Was geschah im Frühsommer 1970 ? Was sich seit Menschengedenken ständig wiederholt: Krieg!
Das Hörspiel "Frühsommer 1970" nach einer Vorlage des Erzählbandes "Angesichts der Wälder" von Abraham B. Jehoschua erschien 2002 in der Noa Noa- Hör-Buchedition.
Es geht um Krieg und seine Opfer, um junge Soldaten, die 1970 im Jordantal gefallen sind. An einem Einzelschicksal belegt das Stück einmal mehr die Absurdität des Krieges. Kaminka (Hans-Christian Blech), ein unbequemer Bibellehrer, soll aus dem Schuldienst entlassen werden. Kaminka, ein liebender Familienvater, verliert seinen Sohn. Überzeugend verbindet Blech die Extreme einer zärtlich trauernden und einer kämpferischen Persönlichkeit.
Vor Beginn einer Unterrichtsstunde erfährt der Lehrer vom Tode seines Sohnes. Am Tatort angekommen, überrascht den Vater eine weitere Nachricht. Wiederum Tage später schließt sich der Kreis mit einer Neuigkeit, die eigentlich schon keine mehr ist. Quälende
Ungewissheit, immer in der Erwartung zwischen einem hoffnungsvollen "Vielleicht" und einem bedrückenden "Wahrscheinlich", durchzieht das literarisch anspruchsvolle Hörstück. Vorbei an fragmentarisch eingestreuten Texten, jüdischen Klageliedern und Stimmen aus dem Radio nimmt der Protagonist den Hörer mit auf die Reise in die Vergangenheit, in jenes Jahr 1970.
Authentisch und lebendig von Blech vorgetragen, vermag sich der Hörer mühelos in das Geschehen hineinzuversetzen. Gleichzeitig fordern die im retrospektiven Erzählstil fern und verklärt wirkenden Ereignisse zu einer distanzierten Betrachtung heraus.
Sätze von ausschließlich jungen Menschen verbinden sich mit dem traurig bis zerbrechlich klingenden Erzählton eines alten Mannes zu kontrastreichen Momentaufnahmen. Nur der Moment, an den sich Kaminka einige Male erinnert, ist immer wieder der gleiche. Es ist ein verzweifelter Versuch in diesem Rekapitulieren, den unausweichlichen Tod in einem sinnlosen Krieg zu begreifen, ihn dingfest zu machen.
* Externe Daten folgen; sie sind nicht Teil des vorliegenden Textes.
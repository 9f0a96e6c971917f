//! # hearth_core - Heat-Loss and Wood-Furnace Sizing Engine
//!
//! `hearth_core` estimates the steady-state heat loss of a single room and
//! picks a wood-fired furnace from the "Муссон" line that can cover it. All
//! inputs and outputs are JSON-serializable.
//!
//! ## Design Philosophy
//!
//! - **Stateless**: Pure functions that take input and return results
//! - **Total**: Calculators never fail; degenerate inputs give zero results
//! - **Validated at the edge**: Range checks live in [`evaluation::EvaluationInput::validate`]
//! - **Traceable**: Every formula is registered in [`equations::registry`]
//!
//! ## Quick Start
//!
//! ```rust
//! use hearth_core::catalog::Catalog;
//! use hearth_core::evaluation::{evaluate, EvaluationInput};
//! use hearth_core::report::{render_report, ReportOptions};
//!
//! let input = EvaluationInput::default();
//! let evaluation = evaluate(&input, Catalog::builtin()).unwrap();
//! let report = render_report(&input, &evaluation, &ReportOptions::default());
//! assert!(report.contains("Муссон 2000"));
//! ```
//!
//! ## Modules
//!
//! - [`calculations`] - Wall resistance, heat loss, burn curve, recommendation
//! - [`evaluation`] - Validated inputs and the full evaluation pipeline
//! - [`report`] - Plain-text report rendering
//! - [`catalog`] - Furnace models, builtin or loaded from TOML
//! - [`materials`] - Wall materials and firewood species
//! - [`equations`] - Formulas and the equation registry
//! - [`units`] - Type-safe unit wrappers
//! - [`errors`] - Structured error types
//! - [`file_io`] - Atomic report saves, input and catalog files

pub mod calculations;
pub mod catalog;
pub mod equations;
pub mod errors;
pub mod evaluation;
pub mod file_io;
pub mod materials;
pub mod report;
pub mod units;

// Re-export commonly used types at crate root for convenience
pub use catalog::{Catalog, FurnaceModel};
pub use errors::{CalcError, CalcResult};
pub use evaluation::{evaluate, Evaluation, EvaluationInput};
pub use file_io::{load_catalog, load_input, save_report};
pub use report::{render_report, report_filename, ReportOptions};
//! # Fuel Charge and Burn-Curve Formulas
//!
//! Energy balance of a single firewood charge and the linear power-decay
//! model of its burn.
//!
//! ## Notation
//!
//! - `V` = Firebox volume (m³)
//! - `φ` = Fill fraction of the firebox (0–1)
//! - `ρ` = Bulk density of the wood (kg/m³)
//! - `q` = Lower heating value (MJ/kg)
//! - `η` = Furnace and system efficiency (0–1)
//! - `T` = Burn duration (h)
//! - `P` = Thermal output (kW)
//!
//! ## Decay Model
//!
//! Output falls linearly from a peak at ignition to zero at `T`. The area
//! under that ramp is `½·P_peak·T`, and it must equal the usable energy
//! `P_avg·T`, which fixes `P_peak = 2·P_avg`.

use crate::units::{KilowattHours, Megajoules};

/// Mass of wood in a charge
///
/// # Formula
/// - m = V·φ·ρ
#[inline]
pub fn fuel_mass_kg(volume_m3: f64, fill_fraction: f64, density_kg_m3: f64) -> f64 {
    volume_m3 * fill_fraction * density_kg_m3
}

/// Chemical energy of a charge
///
/// # Formula
/// - E = m·q
#[inline]
pub fn fuel_energy_mj(mass_kg: f64, specific_energy_mj_kg: f64) -> f64 {
    mass_kg * specific_energy_mj_kg
}

/// Heat delivered to the room from a charge
///
/// # Formula
/// - E_use = E / 3.6 · η
#[inline]
pub fn usable_energy_kwh(fuel_energy_mj: f64, efficiency: f64) -> f64 {
    KilowattHours::from(Megajoules(fuel_energy_mj)).value() * efficiency
}

/// Mean output over the burn
///
/// # Formula
/// - P_avg = E_use / T, or 0 when T is not a positive finite duration
#[inline]
pub fn average_power_kw(usable_kwh: f64, burn_hours: f64) -> f64 {
    if burn_hours.is_finite() && burn_hours > 0.0 {
        usable_kwh / burn_hours
    } else {
        0.0
    }
}

/// Output at ignition for the linear decay model
///
/// # Formula
/// - P_peak = 2·P_avg
#[inline]
pub fn peak_power_kw(average_kw: f64) -> f64 {
    2.0 * average_kw
}

/// Output at time t into the burn
///
/// # Formula
/// - P(t) = max(0, P_peak·(1 − t/T)), or 0 when T is not a positive finite duration
#[inline]
pub fn linear_decay_power_kw(peak_kw: f64, t_hours: f64, burn_hours: f64) -> f64 {
    if !burn_hours.is_finite() || burn_hours <= 0.0 {
        return 0.0;
    }
    (peak_kw * (1.0 - t_hours / burn_hours)).max(0.0)
}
Über analoge Vergleiche setzt das Hörspiel vielfältige Assoziationen zum Thema frei. Doch hinterläßt es auch viele Fragen. Das Stück ist vor allem ein leiser Appell an das konsequente Festhalten von Werten im Kampf gegen einen Krieg, der sich wiederholt wie die Szene im Frühsommer 1970.
Dank der hervorragenden Sprecherleistung des 1993 verstorbenen Schauspielers Hans-Christian Blech und angesichts des drohenden Irak-Krieges ist diese - unter der Regie von Christiane Ohaus entstandene - Produktion des RIAS Berlin sehr empfehlenswert.